GIVEN RECORDS Start Marker

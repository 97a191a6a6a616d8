//! Interview session state machine: Idle -> Active -> Idle. At most one
//! session exists, and within a session at most one turn is in flight.

use thiserror::Error;

use crate::ai::{Conversation, Gateway, GatewayError};
use crate::models::{ChatTurn, JobApplication};

pub const READY_MESSAGE: &str =
    "I am ready to start the interview. Please ask the first question.";
pub const DEFAULT_GREETING: &str =
    "Hello! I'm ready to interview you. Tell me about yourself.";
pub const TURN_FALLBACK: &str =
    "Sorry — I ran into a problem answering that. Let's keep going.";

#[derive(Debug, Error)]
pub enum SessionError {
    #[error("this job has no description; add one in the tracker to enable interviews")]
    MissingDescription,
    #[error("a reply is still pending; wait for it before answering again")]
    TurnInFlight,
    #[error("no interview session is active")]
    NotActive,
    #[error(transparent)]
    Gateway(#[from] GatewayError),
}

struct Session {
    job_id: String,
    transcript: Vec<ChatTurn>,
    conversation: Conversation,
    turn_pending: bool,
}

#[derive(Default)]
pub struct InterviewManager {
    session: Option<Session>,
}

impl InterviewManager {
    pub fn new() -> Self {
        Self::default()
    }

    pub fn is_active(&self) -> bool {
        self.session.is_some()
    }

    pub fn turn_pending(&self) -> bool {
        self.session.as_ref().is_some_and(|s| s.turn_pending)
    }

    pub fn job_id(&self) -> Option<&str> {
        self.session.as_ref().map(|s| s.job_id.as_str())
    }

    pub fn transcript(&self) -> &[ChatTurn] {
        self.session
            .as_ref()
            .map(|s| s.transcript.as_slice())
            .unwrap_or(&[])
    }

    /// Idle -> Active. A job without a description blocks the transition
    /// before the gateway is ever touched. Any prior session is discarded.
    /// Transcript entry 0 is the assistant's opening question, or the fixed
    /// greeting when the opening turn fails or comes back empty.
    pub fn start(&mut self, gateway: &Gateway, job: &JobApplication) -> Result<(), SessionError> {
        let description = job.description_text().trim();
        if description.is_empty() {
            return Err(SessionError::MissingDescription);
        }

        self.session = None;
        let mut conversation = gateway.start_interview(description)?;

        let opening = match gateway.interview_turn(&mut conversation, READY_MESSAGE) {
            Ok(text) if !text.trim().is_empty() => text.trim().to_string(),
            _ => DEFAULT_GREETING.to_string(),
        };

        self.session = Some(Session {
            job_id: job.id.clone(),
            transcript: vec![ChatTurn::assistant(opening)],
            conversation,
            turn_pending: false,
        });
        Ok(())
    }

    /// Appends the user's turn optimistically and marks it pending. A second
    /// submission while one is outstanding is rejected, never interleaved.
    pub fn begin_turn(&mut self, text: &str) -> Result<(), SessionError> {
        let session = self.session.as_mut().ok_or(SessionError::NotActive)?;
        if session.turn_pending {
            return Err(SessionError::TurnInFlight);
        }
        session.transcript.push(ChatTurn::user(text));
        session.turn_pending = true;
        Ok(())
    }

    /// Runs the pending turn against the gateway and records the reply, or
    /// the fallback apology on failure. Every path clears the pending flag.
    pub fn resolve_turn(&mut self, gateway: &Gateway) -> Result<(), SessionError> {
        let session = self.session.as_mut().ok_or(SessionError::NotActive)?;
        if !session.turn_pending {
            return Ok(());
        }

        let message = session
            .transcript
            .last()
            .map(|turn| turn.text.clone())
            .unwrap_or_default();

        let reply = match gateway.interview_turn(&mut session.conversation, &message) {
            Ok(text) if !text.trim().is_empty() => text.trim().to_string(),
            _ => TURN_FALLBACK.to_string(),
        };
        session.transcript.push(ChatTurn::assistant(reply));
        session.turn_pending = false;
        Ok(())
    }

    /// Synchronous convenience for the blocking UI path.
    pub fn submit(&mut self, gateway: &Gateway, text: &str) -> Result<(), SessionError> {
        self.begin_turn(text)?;
        self.resolve_turn(gateway)
    }

    /// Active -> Idle. Unconditional; transcript and conversation handle are
    /// dropped together.
    pub fn end(&mut self) {
        self.session = None;
    }
}
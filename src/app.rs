//! Top-level application state. The presentation layer renders this and
//! dispatches into it; nothing else mutates domain state.

use crate::ai::Gateway;
use crate::board::JobBoard;
use crate::interview::{InterviewManager, SessionError};
use crate::models::AnalysisResult;
use crate::resume::ResumeEditor;

#[derive(Debug, Clone, Copy, PartialEq, Eq)]
pub enum Tab {
    Resume,
    Board,
    Interview,
}

impl Tab {
    pub const ALL: [Tab; 3] = [Tab::Resume, Tab::Board, Tab::Interview];

    pub fn title(&self) -> &'static str {
        match self {
            Tab::Resume => "Resume",
            Tab::Board => "Tracker",
            Tab::Interview => "Interview",
        }
    }
}

pub struct App {
    pub tab: Tab,
    pub editor: ResumeEditor,
    pub board: JobBoard,
    pub interview: InterviewManager,
    pub selected_job: Option<String>,
    pub analysis: Option<AnalysisResult>,
    pub status: Option<String>,
}

impl App {
    pub fn new() -> Self {
        Self {
            tab: Tab::Resume,
            editor: ResumeEditor::new(),
            board: JobBoard::new(),
            interview: InterviewManager::new(),
            selected_job: None,
            analysis: None,
            status: None,
        }
    }

    pub fn set_status(&mut self, message: impl Into<String>) {
        self.status = Some(message.into());
    }

    /// Selecting a different job discards any analysis of the previous one.
    pub fn select_job(&mut self, id: &str) {
        if self.selected_job.as_deref() != Some(id) {
            self.analysis = None;
        }
        self.selected_job = Some(id.to_string());
    }

    pub fn clear_selection(&mut self) {
        self.selected_job = None;
        self.analysis = None;
    }

    /// Deleting a job clears every piece of view state referencing it.
    pub fn delete_job(&mut self, id: &str) -> bool {
        let removed = self.board.remove(id);
        if self.selected_job.as_deref() == Some(id) {
            self.clear_selection();
        }
        removed
    }

    /// Analysis lifecycle: the previous result is discarded when a run
    /// starts; a failed run leaves no partial result and surfaces the error.
    pub fn run_analysis(&mut self, gateway: &Gateway) {
        self.analysis = None;
        let Some(job) = self
            .selected_job
            .as_deref()
            .and_then(|id| self.board.get(id))
        else {
            self.set_status("select a job to analyze");
            return;
        };
        let description = job.description_text().trim().to_string();
        if description.is_empty() {
            self.set_status("this job has no description to analyze against");
            return;
        }

        match gateway.analyze_match(self.editor.document(), &description) {
            Ok(result) => {
                self.status = None;
                self.analysis = Some(result);
            }
            Err(e) => self.set_status(format!("analysis failed: {e}")),
        }
    }

    pub fn generate_summary(&mut self, gateway: &Gateway) {
        let summary = gateway.generate_summary(self.editor.document());
        self.editor.set_summary(summary);
    }

    pub fn start_interview(&mut self, gateway: &Gateway, job_id: &str) {
        let Some(job) = self.board.get(job_id).cloned() else {
            self.set_status("job not found");
            return;
        };
        match self.interview.start(gateway, &job) {
            Ok(()) => {
                self.selected_job = Some(job.id);
                self.status = None;
            }
            Err(e @ SessionError::MissingDescription) => self.set_status(e.to_string()),
            Err(e) => self.set_status(format!("could not start interview: {e}")),
        }
    }

    /// Ending the session also resets the job selection.
    pub fn end_interview(&mut self) {
        self.interview.end();
        self.clear_selection();
    }
}

impl Default for App {
    fn default() -> Self {
        Self::new()
    }
}

#[cfg(test)]
mod tests {
    use super::*;
    use crate::models::JobStatus;

    fn app_with_job(description: &str) -> (App, String) {
        let mut app = App::new();
        let id = app
            .board
            .add("Acme", "Engineer", JobStatus::Applied, description)
            .unwrap();
        (app, id)
    }

    #[test]
    fn test_delete_clears_dependent_view_state() {
        let (mut app, id) = app_with_job("jd");
        app.select_job(&id);
        app.analysis = Some(AnalysisResult {
            score: 50.0,
            missing_keywords: vec![],
            suggestions: vec![],
            summary: "s".into(),
        });

        assert!(app.delete_job(&id));
        assert!(app.selected_job.is_none());
        assert!(app.analysis.is_none());
    }

    #[test]
    fn test_delete_other_job_keeps_selection() {
        let (mut app, id) = app_with_job("jd");
        let other = app
            .board
            .add("Initech", "Analyst", JobStatus::Wishlist, "")
            .unwrap();
        app.select_job(&id);

        assert!(app.delete_job(&other));
        assert_eq!(app.selected_job.as_deref(), Some(id.as_str()));
    }

    #[test]
    fn test_delete_missing_id_is_noop() {
        let (mut app, id) = app_with_job("jd");
        app.select_job(&id);
        assert!(!app.delete_job("missing"));
        assert_eq!(app.board.len(), 1);
        assert_eq!(app.selected_job.as_deref(), Some(id.as_str()));
    }

    #[test]
    fn test_reselecting_job_discards_analysis() {
        let (mut app, id) = app_with_job("jd");
        let other = app
            .board
            .add("Initech", "Analyst", JobStatus::Wishlist, "jd2")
            .unwrap();
        app.select_job(&id);
        app.analysis = Some(AnalysisResult {
            score: 10.0,
            missing_keywords: vec![],
            suggestions: vec![],
            summary: "s".into(),
        });

        app.select_job(&other);
        assert!(app.analysis.is_none());
    }

    #[test]
    fn test_analysis_failure_leaves_no_partial_state() {
        let (mut app, id) = app_with_job("jd");
        app.select_job(&id);
        app.analysis = Some(AnalysisResult {
            score: 99.0,
            missing_keywords: vec![],
            suggestions: vec![],
            summary: "old".into(),
        });

        // Disconnected gateway: analyze fails with MissingCredential.
        app.run_analysis(&Gateway::disconnected());
        assert!(app.analysis.is_none());
        assert!(app.status.as_deref().unwrap().contains("analysis failed"));
    }

    #[test]
    fn test_analysis_requires_description() {
        let (mut app, id) = app_with_job("");
        app.select_job(&id);
        app.run_analysis(&Gateway::disconnected());
        assert!(app.analysis.is_none());
        assert!(app.status.as_deref().unwrap().contains("no description"));
    }

    #[test]
    fn test_interview_start_missing_description_warns() {
        let (mut app, id) = app_with_job("");
        app.start_interview(&Gateway::disconnected(), &id);
        assert!(!app.interview.is_active());
        assert!(app.status.as_deref().unwrap().contains("no description"));
    }

    #[test]
    fn test_end_interview_resets_selection() {
        let (mut app, id) = app_with_job("jd");
        app.select_job(&id);
        app.end_interview();
        assert!(app.selected_job.is_none());
        assert!(!app.interview.is_active());
    }

    #[test]
    fn test_generate_summary_with_missing_key_sets_sentinel() {
        let mut app = App::new();
        app.generate_summary(&Gateway::disconnected());
        assert_eq!(
            app.editor.document().summary,
            crate::ai::KEY_MISSING_SUMMARY
        );
    }
}
impl GeminiProvider {
    pub fn new(api_key: String, fast_model: String, deep_model: String) -> Self {
        let client = reqwest::blocking::Client::builder()
            .timeout(REQUEST_TIMEOUT)
            .build()
            .unwrap_or_else(|_| reqwest::blocking::Client::new());
        Self {
            api_key,
            fast_model,
            deep_model,
            client,
        }
    }

    fn model_for(&self, tier: ModelTier) -> &str {
        match tier {
            ModelTier::Fast => &self.fast_model,
            ModelTier::Deep => &self.deep_model,
        }
    }

    fn generate(&self, model: &str, request: &GenerateRequest) -> Result<String, GatewayError> {
        let url = format!(
            "https://generativelanguage.googleapis.com/v1beta/models/{}:generateContent?key={}",
            model, self.api_key
        );

        let response = self
            .client
            .post(&url)
            .header("Content-Type", "application/json")
            .json(request)
            .send()
            .map_err(|e| GatewayError::Service(format!("request failed: {e}")))?;

        let status = response.status();
        let body = response
            .text()
            .map_err(|e| GatewayError::Service(format!("failed to read response: {e}")))?;

        if !status.is_success() {
            return Err(GatewayError::Service(extract_api_error(status, &body)));
        }

        let parsed: GenerateResponse = serde_json::from_str(&body)
            .map_err(|e| GatewayError::Service(format!("unreadable response body: {e}")))?;

        let text: String = parsed
            .candidates
            .first()
            .and_then(|c| c.content.as_ref())
            .map(|content| {
                content
                    .parts
                    .iter()
                    .filter_map(|p| p.text.as_deref())
                    .collect()
            })
            .unwrap_or_default();

        if text.is_empty() {
            return Err(GatewayError::Service("no content in response".to_string()));
        }
        Ok(text)
    }
}

/// Pull the human-readable message out of an API error body when possible.
fn extract_api_error(status: reqwest::StatusCode, body: &str) -> String {
    if let Ok(v) = serde_json::from_str::<Value>(body) {
        if let Some(msg) = v["error"]["message"].as_str() {
            return msg.to_string();
        }
    }
    format!("HTTP {status}: {body}")
}

impl Provider for GeminiProvider {
    fn complete(&self, tier: ModelTier, prompt: &str) -> Result<String, GatewayError> {
        let request = GenerateRequest {
            contents: vec![Content {
                role: "user",
                parts: vec![Part {
                    text: prompt.to_string(),
                }],
            }],
            system_instruction: None,
            generation_config: None,
        };
        self.generate(self.model_for(tier), &request)
    }

    fn complete_structured(
        &self,
        tier: ModelTier,
        prompt: &str,
        schema: Value,
    ) -> Result<String, GatewayError> {
        let request = GenerateRequest {
            contents: vec![Content {
                role: "user",
                parts: vec![Part {
                    text: prompt.to_string(),
                }],
            }],
            system_instruction: None,
            generation_config: Some(GenerationConfig {
                response_mime_type: "application/json",
                response_schema: schema,
            }),
        };
        self.generate(self.model_for(tier), &request)
    }

    fn chat(
        &self,
        system: &str,
        history: &[ChatTurn],
        message: &str,
    ) -> Result<String, GatewayError> {
        let mut contents: Vec<Content> = history
            .iter()
            .map(|turn| Content {
                role: turn.speaker.wire_role(),
                parts: vec![Part {
                    text: turn.text.clone(),
                }],
            })
            .collect();
        contents.push(Content {
            role: Speaker::User.wire_role(),
            parts: vec![Part {
                text: message.to_string(),
            }],
        });

        let request = GenerateRequest {
            contents,
            system_instruction: Some(SystemInstruction {
                parts: vec![Part {
                    text: system.to_string(),
                }],
            }),
            generation_config: None,
        };
        self.generate(self.model_for(ModelTier::Fast), &request)
    }
}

GIVEN RECORDS End Marker

### YOUR OBJECTIVE
List the lines of the entries that include "models".

### YOUR SOLUTION
use crate::models::{ChatTurn, JobApplication};
use crate::models::AnalysisResult;
    use crate::models::JobStatus;
            "https://generativelanguage.googleapis.com/v1beta/models/{}:generateContent?key={}",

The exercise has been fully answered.